Taco Bell Cantina
Tom Dougherty, CEO – Stealing Share
26 September 2017
Taco Bell Cantina depends on its meaning
I have never nor will ever taste a morsel of anything from a Taco Bell menu. Mystery meats come to mind first, a disgruntled employee peeing in nachos does too. As does the image of a festoon of rats infesting a New York location. As such, the brand needs a massive overhaul with it ushering in the Taco Bell Cantina concept.
I doubt Taco Bell, as its brand stands now, has permission to claim it. Taco Bell stands for fun, junk food. It’s the fast food restaurant of Doritos Locos and the Cheesy Potato Burrito. A cantina suggests a gathering place, like a Spanish bar. Maybe it sees an opportunity in the market for Taco Bell Cantina. But the brand will need to mean something that allows those kinds of customers to see themselves in it. Right now, that target audience just sees rats and urine.

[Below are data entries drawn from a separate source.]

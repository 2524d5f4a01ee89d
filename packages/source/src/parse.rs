//! Archive decoding and record normalization.
//!
//! An archive is a gzip-compressed CSV whose column headers encode the
//! nested record paths of the source format (`location.latitude`,
//! `outcome_status.category`, ...). [`parse_archive`] decompresses the
//! archive and returns a lazy, single-pass iterator of normalized rows.
//! Malformed records are yielded as [`RecordError`]s so the consumer can
//! count skips without aborting the batch.

use std::io::Read as _;

use uk_crime_models::CrimeRecord;

use crate::SourceError;

/// A record that could not be normalized and was skipped.
#[derive(Debug, thiserror::Error)]
pub enum RecordError {
    /// A mandatory field (`id`, `category`, `month`) is missing or empty.
    #[error("missing mandatory field `{field}`")]
    MissingField {
        /// Name of the missing column.
        field: &'static str,
    },

    /// A field is present but its value cannot be interpreted.
    #[error("invalid value for `{field}`: {message}")]
    InvalidField {
        /// Name of the offending column.
        field: &'static str,
        /// What was wrong with the value.
        message: String,
    },

    /// The CSV reader could not decode the raw record.
    #[error("CSV error: {0}")]
    Csv(#[from] csv::Error),
}

/// Decompresses an archive and prepares a lazy row iterator over it.
///
/// The returned [`IncidentRows`] makes exactly one pass over the archive;
/// re-reading requires parsing the archive again.
///
/// # Errors
///
/// Returns [`SourceError`] if the gzip stream is corrupt or the CSV has no
/// header row. Per-record problems are *not* errors here — they surface as
/// [`RecordError`] items from the iterator.
pub fn parse_archive(bytes: &[u8]) -> Result<IncidentRows, SourceError> {
    let mut decoder = flate2::read::GzDecoder::new(bytes);
    let mut csv_bytes = Vec::new();
    decoder.read_to_end(&mut csv_bytes)?;

    log::debug!(
        "Decompressed archive: {} -> {} bytes",
        bytes.len(),
        csv_bytes.len()
    );

    let mut reader = csv::ReaderBuilder::new()
        .flexible(true)
        .from_reader(std::io::Cursor::new(csv_bytes));

    let columns: Vec<String> = reader
        .headers()
        .map_err(|e| SourceError::Archive {
            message: format!("failed to read CSV header row: {e}"),
        })?
        .iter()
        .map(|h| h.trim().to_owned())
        .collect();

    if columns.is_empty() || columns.iter().all(String::is_empty) {
        return Err(SourceError::Archive {
            message: "archive contains no header row".to_string(),
        });
    }

    Ok(IncidentRows {
        columns,
        records: reader.into_records(),
    })
}

/// Lazy iterator over the rows of one decoded archive.
///
/// Yields `Ok` for each normalized record and `Err` for each record that
/// had to be skipped. Finite, one pass, not restartable.
pub struct IncidentRows {
    columns: Vec<String>,
    records: csv::StringRecordsIntoIter<std::io::Cursor<Vec<u8>>>,
}

impl IncidentRows {
    /// Returns the trimmed value of a named column, or `None` when the
    /// column is absent or empty. Empty strings are nulls.
    fn field<'a>(&self, record: &'a csv::StringRecord, name: &str) -> Option<&'a str> {
        let index = self.columns.iter().position(|c| c == name)?;
        let value = record.get(index)?.trim();
        if value.is_empty() { None } else { Some(value) }
    }

    fn normalize(&self, record: &csv::StringRecord) -> Result<CrimeRecord, RecordError> {
        let crime_api_id = self
            .field(record, "id")
            .ok_or(RecordError::MissingField { field: "id" })?
            .parse::<i64>()
            .map_err(|e| RecordError::InvalidField {
                field: "id",
                message: e.to_string(),
            })?;

        let category = self
            .field(record, "category")
            .ok_or(RecordError::MissingField { field: "category" })?
            .to_owned();

        let month = self
            .field(record, "month")
            .ok_or(RecordError::MissingField { field: "month" })?
            .parse()
            .map_err(|e: uk_crime_models::InvalidMonthError| RecordError::InvalidField {
                field: "month",
                message: e.to_string(),
            })?;

        // Coordinates only make sense as a finite pair. A half-present,
        // unparseable, or non-finite pair means the location is unknown
        // (`NaN`/`inf` parse as f64 but are meaningless as coordinates).
        let latitude = self.field(record, "location.latitude").and_then(parse_coordinate);
        let longitude = self.field(record, "location.longitude").and_then(parse_coordinate);
        let (latitude, longitude) = match (latitude, longitude) {
            (Some(lat), Some(lng)) => (Some(lat), Some(lng)),
            _ => (None, None),
        };

        Ok(CrimeRecord {
            crime_api_id,
            persistent_id: self.field(record, "persistent_id").map(str::to_owned),
            category,
            location_type: self.field(record, "location_type").map(str::to_owned),
            location_subtype: self.field(record, "location_subtype").map(str::to_owned),
            context: self.field(record, "context").map(str::to_owned),
            latitude,
            longitude,
            street_id: self
                .field(record, "location.street.id")
                .and_then(|v| v.parse().ok()),
            street_name: self.field(record, "location.street.name").map(str::to_owned),
            outcome_status_category: self
                .field(record, "outcome_status.category")
                .map(str::to_owned),
            outcome_status_date: self.field(record, "outcome_status.date").map(str::to_owned),
            month,
        })
    }
}

fn parse_coordinate(value: &str) -> Option<f64> {
    value.parse::<f64>().ok().filter(|v| v.is_finite())
}

impl Iterator for IncidentRows {
    type Item = Result<CrimeRecord, RecordError>;

    fn next(&mut self) -> Option<Self::Item> {
        let record = match self.records.next()? {
            Ok(record) => record,
            Err(e) => return Some(Err(e.into())),
        };

        Some(self.normalize(&record))
    }
}

#[cfg(test)]
mod tests {
    use super::*;
    use std::io::Write as _;

    const HEADERS: &str = "id,persistent_id,category,location_type,location_subtype,context,\
                           month,location.latitude,location.longitude,location.street.id,\
                           location.street.name,outcome_status.category,outcome_status.date";

    fn gzip(csv: &str) -> Vec<u8> {
        let mut encoder =
            flate2::write::GzEncoder::new(Vec::new(), flate2::Compression::default());
        encoder.write_all(csv.as_bytes()).unwrap();
        encoder.finish().unwrap()
    }

    fn archive(rows: &[&str]) -> Vec<u8> {
        let mut csv = String::from(HEADERS);
        for row in rows {
            csv.push('\n');
            csv.push_str(row);
        }
        gzip(&csv)
    }

    #[test]
    fn normalizes_complete_record() {
        let bytes = archive(&[
            "101,abc123,burglary,Force,,some context,2024-01,51.5072,-0.1276,884227,\
             On or near Oxford Street,Investigation complete; no suspect identified,2024-03",
        ]);
        let rows: Vec<_> = parse_archive(&bytes).unwrap().collect();
        assert_eq!(rows.len(), 1);

        let record = rows[0].as_ref().unwrap();
        assert_eq!(record.crime_api_id, 101);
        assert_eq!(record.persistent_id.as_deref(), Some("abc123"));
        assert_eq!(record.category, "burglary");
        assert_eq!(record.location_type.as_deref(), Some("Force"));
        assert_eq!(record.location_subtype, None);
        assert_eq!(record.context.as_deref(), Some("some context"));
        assert_eq!(record.latitude, Some(51.5072));
        assert_eq!(record.longitude, Some(-0.1276));
        assert_eq!(record.street_id, Some(884_227));
        assert_eq!(record.street_name.as_deref(), Some("On or near Oxford Street"));
        assert_eq!(
            record.outcome_status_category.as_deref(),
            Some("Investigation complete; no suspect identified")
        );
        assert_eq!(record.outcome_status_date.as_deref(), Some("2024-03"));
        assert_eq!(record.month.to_string(), "2024-01");
    }

    #[test]
    fn missing_optional_fields_become_nulls() {
        let bytes = archive(&["102,,anti-social-behaviour,,,,2024-01,,,,,,"]);
        let rows: Vec<_> = parse_archive(&bytes).unwrap().collect();

        let record = rows[0].as_ref().unwrap();
        assert_eq!(record.persistent_id, None);
        assert_eq!(record.latitude, None);
        assert_eq!(record.longitude, None);
        assert_eq!(record.street_id, None);
        assert_eq!(record.street_name, None);
        assert_eq!(record.outcome_status_category, None);
        assert_eq!(record.outcome_status_date, None);
    }

    #[test]
    fn record_missing_mandatory_field_is_yielded_as_error() {
        let bytes = archive(&[
            "103,,burglary,,,,2024-01,,,,,,",
            ",,burglary,,,,2024-01,,,,,,",      // no id
            "104,,,,,,2024-01,,,,,,",           // no category
            "105,,burglary,,,,,,,,,,",          // no month
            "106,,theft-from-the-person,,,,2024-01,,,,,,",
        ]);
        let rows: Vec<_> = parse_archive(&bytes).unwrap().collect();
        assert_eq!(rows.len(), 5);

        let skipped = rows.iter().filter(|r| r.is_err()).count();
        assert_eq!(skipped, 3);

        assert!(matches!(
            rows[1],
            Err(RecordError::MissingField { field: "id" })
        ));
        assert!(matches!(
            rows[2],
            Err(RecordError::MissingField { field: "category" })
        ));
        assert!(matches!(
            rows[3],
            Err(RecordError::MissingField { field: "month" })
        ));
    }

    #[test]
    fn unparseable_id_and_month_are_invalid() {
        let bytes = archive(&[
            "not-a-number,,burglary,,,,2024-01,,,,,,",
            "107,,burglary,,,,January,,,,,,",
        ]);
        let rows: Vec<_> = parse_archive(&bytes).unwrap().collect();
        assert!(matches!(rows[0], Err(RecordError::InvalidField { field: "id", .. })));
        assert!(matches!(rows[1], Err(RecordError::InvalidField { field: "month", .. })));
    }

    #[test]
    fn half_present_coordinates_mean_location_unknown() {
        let bytes = archive(&["108,,drugs,,,,2024-01,51.5,,,,,"]);
        let rows: Vec<_> = parse_archive(&bytes).unwrap().collect();

        let record = rows[0].as_ref().unwrap();
        assert_eq!(record.latitude, None);
        assert_eq!(record.longitude, None);
    }

    #[test]
    fn non_finite_coordinates_mean_location_unknown() {
        let bytes = archive(&[
            "110,,robbery,,,,2024-01,NaN,-0.1276,,,,",
            "111,,robbery,,,,2024-01,51.5,inf,,,,",
        ]);
        let rows: Vec<_> = parse_archive(&bytes).unwrap().collect();

        for row in &rows {
            let record = row.as_ref().unwrap();
            assert_eq!(record.latitude, None);
            assert_eq!(record.longitude, None);
        }
    }

    #[test]
    fn empty_archive_yields_no_rows() {
        let bytes = gzip(HEADERS);
        let rows: Vec<_> = parse_archive(&bytes).unwrap().collect();
        assert!(rows.is_empty());
    }

    #[test]
    fn corrupt_gzip_is_an_archive_error() {
        assert!(parse_archive(b"definitely not gzip").is_err());
    }

    #[test]
    fn short_rows_are_tolerated() {
        // flexible CSV: a truncated row just has its tail columns missing
        let bytes = archive(&["109,,public-order,,,,2024-01"]);
        let rows: Vec<_> = parse_archive(&bytes).unwrap().collect();

        let record = rows[0].as_ref().unwrap();
        assert_eq!(record.crime_api_id, 109);
        assert_eq!(record.street_name, None);
    }
}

There’s an old adage I share with my kids. “Ïf you sleep with dogs, you get fleas.” At that moment, the lesson imparts being mindful with who you hang with. Because you soon become associated with their actions, even if those actions are not your own.
“But the brand of Taco Bell often resorts to the lowest common denominator. It’s take-out food. Does it serve breakfast burritos with the beer? The success (or failure) of Taco Bell Cantina rests on what the chain does with its brand meaning.”
Taco Bell Cantina needs brand permission from the Taco Bell brand
The branding of Taco Bell is its own worst enemy in its pursuits of improving its image, especially in the evolution of some locations to Taco Bell Cantina. The chain is doing some ingenious things at the cantina locations, most notably, removing drive-thru menus and offering alcoholic beverages.
Having brand permission means target audiences seeing the emotional similarity between what your brand means and what it intends to do. Should Taco Bell change its name? Or does it need a flanker brand? The most important question is whether the Taco Bell brand sports a brand meaning that welcomes a new venture.
In acquisitions, for example, it made sense for FedEx to buy Kinkos. The business of both brands was being an office away from an office. Viola! FedEx Office.
But the brand of Taco Bell often resorts to the lowest common denominator. It’s take-out food. Does it serve breakfast burritos with the beer? The success (or failure) of Taco Bell Cantina rests on what the chain does with its brand meaning. Otherwise, beer alone won’t fix it.